軋鋼廠門口,賈張氏在來回踱步,時不時地往廠裏張望,不知過了多久,秦淮茹才緩緩出現,來到她的跟前。
秦淮茹冷聲質問道:“你這時候來找我幹甚麼?不知道我正在上班嗎?有甚麼事不能晚上回去說?”
秦淮茹現在在車間的日子越來越難熬,特別是易中海受傷住院,就沒人幫她了,她必須努力工作,不然就會完不成任務,就會被同事嫌棄和嘲笑。
賈張氏不滿道:“你以爲我願意來找你嗎?要不是易中海讓我來,我才懶得來看你的冷臉。”
秦淮茹聞言,面露疑惑道:“師傅讓你來找的我?到底發生了何事?”
賈張氏言簡意賅道:“傻柱要結婚了!”
秦淮茹聞言,面目逐漸變得猙獰起來,聲音冷冽道:
“絕對不能讓傻柱結婚,他就該打一輩子光棍,孤獨終老。

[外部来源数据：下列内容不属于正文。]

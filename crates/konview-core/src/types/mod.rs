//! # Types
//!
//! Plain data shared by every engine component: addresses, host values and
//! symbols. None of these know how the managed runtime lays out objects.

pub mod address;
pub mod symbols;
pub mod value;

// Re-export all public types
pub use address::{Address, TAG_MASK};
pub use symbols::Symbol;
pub use value::{HostValue, NULL_MARKER, OBJ_HEADER_TYPE};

”
“到底甚麼情況?你仔細跟我說說。”
賈張氏微微點頭,又將事情的前因後果又複述了一遍。
秦淮茹聽完,面露難色道:“我如何去了解情況?我在車間上班,傻柱在行政樓坐辦公室,我又不可能時刻看着他。”
賈張氏鄙夷道:“你豬腦子嗎?你不是和劉海中一個車間嗎?劉海中和何雨柱關係好,如果傻柱要結婚了,肯定會告訴劉海中,你關注劉海中,就能得到傻柱的消息。”
秦淮茹冷笑道:“這還用你說,老孃會想不到嗎?關鍵從劉海中那裏得到消息,估計都來不及了。”
“那你還有更好的辦法嗎?”
“行了,你先回去吧,我自己想辦法!”
秦淮茹回到車間,就一直在想辦法,要如何打聽何雨柱的情況,可惜他絞盡腦汁,甚麼辦法也沒想到。
她悲哀的發現,她現在和傻柱已經不是一個層次的人了,想見傻柱一面都難,更別提掌握他的行蹤了。
秦淮茹無奈,只得盯緊劉海中,希望從劉海中身上得到傻柱的消息。
秦淮茹因爲心裏想着事,沒辦法專心工作,不知不覺又報廢了兩個零件,頓時就被組長罵得狗血淋頭。
……
何雨柱來到軋鋼廠,將該通知的人都通知了,但卻沒通知劉海中,而是準備明天晚上再告訴劉海中。
因爲他知道劉海中是一個藏不住事人,怕他走漏了消息,被秦淮茹這些人知道,到時候來他的婚禮上搗亂。
離開軋鋼廠,何雨柱徑直去了小酒館。
現在才下午四點多,小酒館根本就沒客人,幾個人百無聊賴的坐在一起聊天。
徐慧真看見何雨柱,眼睛一亮,急忙迎了上來,一臉甜蜜的拉着何雨柱來到衆人跟前。
“給大家介紹一下!”
“這是我男人何雨柱,軋鋼廠食堂主任,三級炊事員。”
“老公,這位是趙雅麗,公方經理兼會計;孔玉琴,出納;馬連生,採購兼廚師;何玉梅,服務員。”
“何主任好!”+4
“你們好!”
趙雅麗笑眯眯道:“何主任,你們這婚結得太及時了,昨天居委會大娘還在跟我說,想給徐經理找個對象。”
何雨柱咂咂嘴道:“你們這居委會大娘管得也太寬了吧?連慧真的個人問題她都有要操心。”
趙雅麗解釋道:“不怪大娘,主要小酒館是我們街道公私合營的示範點,慧真又是小酒館的私方經理,居委會大娘纔會格外關注。”
“你是不知道,外面有壞人嚼舌根,說小酒館之所以生意好,全靠徐老闆賣弄風情。”
“何主任、徐經理,我說這話你們可能不愛聽,但寡婦門前是非多,再加上徐老闆又這麼漂亮,來小酒館喝酒的又都是男人,難免會傳出閒話來。”